### EXERCISE DIRECTIONS
For each line of the listing, output an exact copy.

### SUPPLIED DATA
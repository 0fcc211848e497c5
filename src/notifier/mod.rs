//! Native change notifications for the current focus target.
//!
//! One subscription at a time: moving to another target tears the old one
//! down before the new one is installed, so events from a previous process
//! can only arrive from already-queued deliveries, and [`ChangeNotifier::accepts`]
//! filters those out.

pub mod debounce;

use std::sync::Arc;

use tokio::sync::mpsc::UnboundedSender;

use crate::accessibility::{AccessibilityApi, AxEvent, ObserverHandle, ProcessHandle};
use crate::{log_debug, log_info, log_warn};

const ENABLE_LOGS: bool = true;

pub use debounce::Debouncer;

#[derive(Debug, Clone, PartialEq, Eq)]
pub enum NotifierState {
    Unsubscribed,
    Subscribed { pid: i32 },
    Error { pid: i32, reason: String },
}

struct ActiveSubscription<E> {
    process: ProcessHandle,
    element: Option<E>,
    window: Option<E>,
    _handle: ObserverHandle,
}

pub struct ChangeNotifier<A: AccessibilityApi> {
    api: Arc<A>,
    events: UnboundedSender<AxEvent>,
    active: Option<ActiveSubscription<A::Element>>,
    state: NotifierState,
}

impl<A: AccessibilityApi> ChangeNotifier<A> {
    pub fn new(api: Arc<A>, events: UnboundedSender<AxEvent>) -> Self {
        Self {
            api,
            events,
            active: None,
            state: NotifierState::Unsubscribed,
        }
    }

    pub fn state(&self) -> &NotifierState {
        &self.state
    }

    /// Follows the given target. A no-op when already subscribed to exactly
    /// this target. After a failure the same process is not retried; the next
    /// application switch retries.
    pub fn observe(
        &mut self,
        process: &ProcessHandle,
        element: Option<&A::Element>,
        window: Option<&A::Element>,
    ) -> &NotifierState {
        if let Some(active) = &self.active {
            if active.process == *process
                && active.element.as_ref() == element
                && active.window.as_ref() == window
            {
                return &self.state;
            }
        }

        if let NotifierState::Error { pid, .. } = &self.state {
            if *pid == process.pid {
                return &self.state;
            }
        }

        self.teardown();

        match self
            .api
            .observe(process, element, window, self.events.clone())
        {
            Ok(handle) => {
                log_info!("subscribed to change notifications of {}", process);
                self.active = Some(ActiveSubscription {
                    process: process.clone(),
                    element: element.cloned(),
                    window: window.cloned(),
                    _handle: handle,
                });
                self.state = NotifierState::Subscribed { pid: process.pid };
            }
            Err(err) => {
                log_warn!(
                    "could not subscribe to notifications of {}: {}; will retry on next app switch",
                    process,
                    err
                );
                self.state = NotifierState::Error {
                    pid: process.pid,
                    reason: err.to_string(),
                };
            }
        }

        &self.state
    }

    pub fn unobserve(&mut self) {
        self.teardown();
        self.state = NotifierState::Unsubscribed;
    }

    /// Only events from the currently subscribed process count.
    pub fn accepts(&self, event: &AxEvent) -> bool {
        matches!(self.state, NotifierState::Subscribed { pid } if pid == event.pid)
    }

    /// True when notifications are unavailable and the caller should fall
    /// back to polling.
    pub fn needs_polling(&self) -> bool {
        matches!(self.state, NotifierState::Error { .. })
    }

    fn teardown(&mut self) {
        if let Some(active) = self.active.take() {
            log_debug!("tearing down notifications of {}", active.process);
            drop(active);
        }
    }
}

impl<A: AccessibilityApi> Drop for ChangeNotifier<A> {
    fn drop(&mut self) {
        self.teardown();
    }
}
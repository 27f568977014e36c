use std::fmt::Display;
use std::num::ParseIntError;
use std::time::Duration;

pub mod regex;

#[derive(Debug, Clone, PartialEq, Eq)]
pub enum ParseToMillisError {
    /// The input was not made up of `<amount><unit>` groups.
    InvalidFormat,
    ParseIntError(ParseIntError),
    Overflow,
}

impl Display for ParseToMillisError {
    fn fmt(&self, f: &mut std::fmt::Formatter<'_>) -> std::fmt::Result {
        match self {
            Self::InvalidFormat => f.write_str("input is not a valid time (expected e.g. 1h20m30s)"),
            Self::ParseIntError(err) => write!(f, "failed to parse time amount: {err}"),
            Self::Overflow => f.write_str("time is too large"),
        }
    }
}
impl std::error::Error for ParseToMillisError {}

impl From<ParseIntError> for ParseToMillisError {
    fn from(value: ParseIntError) -> Self {
        Self::ParseIntError(value)
    }
}

/// Parses a time string such as `1h20m30s` into milliseconds.
///
/// Supported units are `s`, `m`, `h` and `d`. Units may repeat (`30s30s` is one minute).
pub fn parse_to_millis(input: &str) -> Result<u64, ParseToMillisError> {
    if !regex::FULL_TIME_STRING.is_match(input) {
        return Err(ParseToMillisError::InvalidFormat);
    }

    let mut total: u64 = 0;

    for current in regex::TIME_STRING.captures_iter(input) {
        let amount = current[1].parse::<u64>()?;

        let unit: u64 = match &current[2] {
            "s" => 1000,
            "m" => 60 * 1000,
            "h" => 60 * 60 * 1000,
            "d" => 24 * 60 * 60 * 1000,
            _ => unreachable!(),
        };

        total = amount
            .checked_mul(unit)
            .and_then(|x| x.checked_add(total))
            .ok_or(ParseToMillisError::Overflow)?;
    }

    Ok(total)
}

/// Parses a time string such as `1h20m30s` into a [`Duration`].
pub fn parse_duration(input: &str) -> Result<Duration, ParseToMillisError> {
    parse_to_millis(input).map(Duration::from_millis)
}

/// Returns the user ID if `content` starts with a user mention (`<@id>` or `<@!id>`), along with
/// the byte length of the mention.
pub fn leading_user_mention(content: &str) -> Option<(u64, usize)> {
    let captures = regex::USER_MENTION.captures(content)?;
    let id = captures[1].parse::<u64>().ok()?;
    Some((id, captures[0].len()))
}

/// Pretty-prints a duration as `1h 2m 3s`, omitting zero components.
pub fn format_time(duration: Duration) -> String {
    let total = duration.as_secs();
    if total == 0 {
        return format!("{}ms", duration.as_millis());
    }

    let days = total / 86400;
    let hours = (total % 86400) / 3600;
    let minutes = (total % 3600) / 60;
    let seconds = total % 60;

    let parts = [(days, "d"), (hours, "h"), (minutes, "m"), (seconds, "s")];

    parts
        .iter()
        .filter(|(amount, _)| *amount > 0)
        .map(|(amount, unit)| format!("{amount}{unit}"))
        .collect::<Vec<_>>()
        .join(" ")
}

### SOLVED PROBLEM
repository 0fcc211848e497c5
filename src/notifier/mod.rs
//! Native change notifications for the current focus target.
//!
//! One subscription at a time: moving to another target tears the old one
//! down before the new one is installed, so events from a previous process
//! can only arrive from already-queued deliveries, and [`ChangeNotifier::accepts`]
//! filters those out.

pub mod debounce;

use std::sync::Arc;

use tokio::sync::mpsc::UnboundedSender;

use crate::accessibility::{AccessibilityApi, AxEvent, ObserverHandle, ProcessHandle};
use crate::{log_debug, log_info, log_warn};

const ENABLE_LOGS: bool = true;

pub use debounce::Debouncer;

#[derive(Debug, Clone, PartialEq, Eq)]
pub enum NotifierState {
    Unsubscribed,
    Subscribed { pid: i32 },
    Error { pid: i32, reason: String },
}

struct ActiveSubscription<E> {
    process: ProcessHandle,
    element: Option<E>,
    window: Option<E>,
    _handle: ObserverHandle,
}

pub struct ChangeNotifier<A: AccessibilityApi> {
    api: Arc<A>,
    events: UnboundedSender<AxEvent>,
    active: Option<ActiveSubscription<A::Element>>,
    state: NotifierState,
}

impl<A: AccessibilityApi> ChangeNotifier<A> {
    pub fn new(api: Arc<A>, events: UnboundedSender<AxEvent>) -> Self {
        Self {
            api,
            events,
            active: None,
            state: NotifierState::Unsubscribed,
        }
    }

    pub fn state(&self) -> &NotifierState {
        &self.state
    }

    /// Follows the given target. A no-op when already subscribed to exactly
    /// this target. After a failure the same process is not retried; the next
    /// application switch retries.
    pub fn observe(
        &mut self,
        process: &ProcessHandle,
        element: Option<&A::Element>,
        window: Option<&A::Element>,
    ) -> &NotifierState {
        if let Some(active) = &self.active {
            if active.process == *process
                && active.element.as_ref() == element
                && active.window.as_ref() == window
            {
                return &self.state;
            }
        }

        if let NotifierState::Error { pid, .. } = &self.state {
            if *pid == process.pid {
                return &self.state;
            }
        }

        self.teardown();

        match self
            .api
            .observe(process, element, window, self.events.clone())
        {
            Ok(handle) => {
                log_info!("subscribed to change notifications of {}", process);
                self.active = Some(ActiveSubscription {
                    process: process.clone(),
                    element: element.cloned(),
                    window: window.cloned(),
                    _handle: handle,
                });
                self.state = NotifierState::Subscribed { pid: process.pid };
            }
            Err(err) => {
                log_warn!(
                    "could not subscribe to notifications of {}: {}; will retry on next app switch",
                    process,
                    err
                );
                self.state = NotifierState::Error {
                    pid: process.pid,
                    reason: err.to_string(),
                };
            }
        }

        &self.state
    }

    pub fn unobserve(&mut self) {
        self.teardown();
        self.state = NotifierState::Unsubscribed;
    }

    /// Only events from the currently subscribed process count.
    pub fn accepts(&self, event: &AxEvent) -> bool {
        matches!(self.state, NotifierState::Subscribed { pid } if pid == event.pid)
    }

    /// True when notifications are unavailable and the caller should fall
    /// back to polling.
    pub fn needs_polling(&self) -> bool {
        matches!(self.state, NotifierState::Error { .. })
    }

    fn teardown(&mut self) {
        if let Some(active) = self.active.take() {
            log_debug!("tearing down notifications of {}", active.process);
            drop(active);
        }
    }
}

impl<A: AccessibilityApi> Drop for ChangeNotifier<A> {
    fn drop(&mut self) {
        self.teardown();
    }
}
repository 27f568977014e36c
use std::fmt::Display;
use std::num::ParseIntError;
use std::time::Duration;

pub mod regex;

#[derive(Debug, Clone, PartialEq, Eq)]
pub enum ParseToMillisError {
    /// The input was not made up of `<amount><unit>` groups.
    InvalidFormat,
    ParseIntError(ParseIntError),
    Overflow,
}

impl Display for ParseToMillisError {
    fn fmt(&self, f: &mut std::fmt::Formatter<'_>) -> std::fmt::Result {
        match self {
            Self::InvalidFormat => f.write_str("input is not a valid time (expected e.g. 1h20m30s)"),
            Self::ParseIntError(err) => write!(f, "failed to parse time amount: {err}"),
            Self::Overflow => f.write_str("time is too large"),
        }
    }
}
impl std::error::Error for ParseToMillisError {}

impl From<ParseIntError> for ParseToMillisError {
    fn from(value: ParseIntError) -> Self {
        Self::ParseIntError(value)
    }
}

/// Parses a time string such as `1h20m30s` into milliseconds.
///
/// Supported units are `s`, `m`, `h` and `d`. Units may repeat (`30s30s` is one minute).
pub fn parse_to_millis(input: &str) -> Result<u64, ParseToMillisError> {
    if !regex::FULL_TIME_STRING.is_match(input) {
        return Err(ParseToMillisError::InvalidFormat);
    }

    let mut total: u64 = 0;

    for current in regex::TIME_STRING.captures_iter(input) {
        let amount = current[1].parse::<u64>()?;

        let unit: u64 = match &current[2] {
            "s" => 1000,
            "m" => 60 * 1000,
            "h" => 60 * 60 * 1000,
            "d" => 24 * 60 * 60 * 1000,
            _ => unreachable!(),
        };

        total = amount
            .checked_mul(unit)
            .and_then(|x| x.checked_add(total))
            .ok_or(ParseToMillisError::Overflow)?;
    }

    Ok(total)
}

/// Parses a time string such as `1h20m30s` into a [`Duration`].
pub fn parse_duration(input: &str) -> Result<Duration, ParseToMillisError> {
    parse_to_millis(input).map(Duration::from_millis)
}

/// Returns the user ID if `content` starts with a user mention (`<@id>` or `<@!id>`), along with
/// the byte length of the mention.
pub fn leading_user_mention(content: &str) -> Option<(u64, usize)> {
    let captures = regex::USER_MENTION.captures(content)?;
    let id = captures[1].parse::<u64>().ok()?;
    Some((id, captures[0].len()))
}

/// Pretty-prints a duration as `1h 2m 3s`, omitting zero components.
pub fn format_time(duration: Duration) -> String {
    let total = duration.as_secs();
    if total == 0 {
        return format!("{}ms", duration.as_millis());
    }

    let days = total / 86400;
    let hours = (total % 86400) / 3600;
    let minutes = (total % 3600) / 60;
    let seconds = total % 60;

    let parts = [(days, "d"), (hours, "h"), (minutes, "m"), (seconds, "s")];

    parts
        .iter()
        .filter(|(amount, _)| *amount > 0)
        .map(|(amount, unit)| format!("{amount}{unit}"))
        .collect::<Vec<_>>()
        .join(" ")
}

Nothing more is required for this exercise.